*** Records shown Section Begins ***

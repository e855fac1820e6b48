use std::path::PathBuf;
use thiserror::Error;

/// Errors that can occur while running a processor
#[derive(Debug, Error)]
pub enum ProcessorError {
    /// The host asked the processor to stop before it finished
    #[error("Processor interrupted: {0}")]
    Interrupted(String),

    /// A required input column is absent from the CSV header
    #[error("Input has no '{}' column (looked for: {})", .field, .aliases.join(", "))]
    MissingColumn {
        field: &'static str,
        aliases: &'static [&'static str],
    },

    /// Configuration error (unknown processor, invalid parameter file, etc.)
    #[error("Configuration error: {0}")]
    Config(String),

    /// The processor cannot run on the given parent dataset
    #[error("Processor '{processor}' is not compatible with dataset type '{dataset_type}'")]
    Incompatible {
        processor: String,
        dataset_type: String,
    },

    /// The external media tool could not be started
    #[error("Media tool '{}' could not be started: {}", .path.display(), .reason)]
    MediaToolUnavailable { path: PathBuf, reason: String },

    /// CSV parsing error
    #[error("CSV error: {0}")]
    Csv(#[from] csv::Error),

    /// Archive read/write error
    #[error("Archive error: {0}")]
    Zip(#[from] zip::result::ZipError),

    /// JSON error
    #[error("JSON error: {0}")]
    Json(#[from] serde_json::Error),

    /// IO error
    #[error("IO error: {0}")]
    Io(#[from] std::io::Error),
}

impl ProcessorError {
    /// Interruption raised at an iteration boundary
    pub fn interrupted(during: impl Into<String>) -> Self {
        ProcessorError::Interrupted(during.into())
    }

    /// Returns true if this error was caused by the interruption flag
    pub fn is_interrupted(&self) -> bool {
        matches!(self, ProcessorError::Interrupted(_))
    }
}

/// Type alias for Results using ProcessorError
pub type Result<T> = std::result::Result<T, ProcessorError>;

*** Records shown Section Ends ***

§ **Description of the task**
Of the lines in the data above, some may include the word "could"; state how many, with no added words.

§ **Reply to the task**
2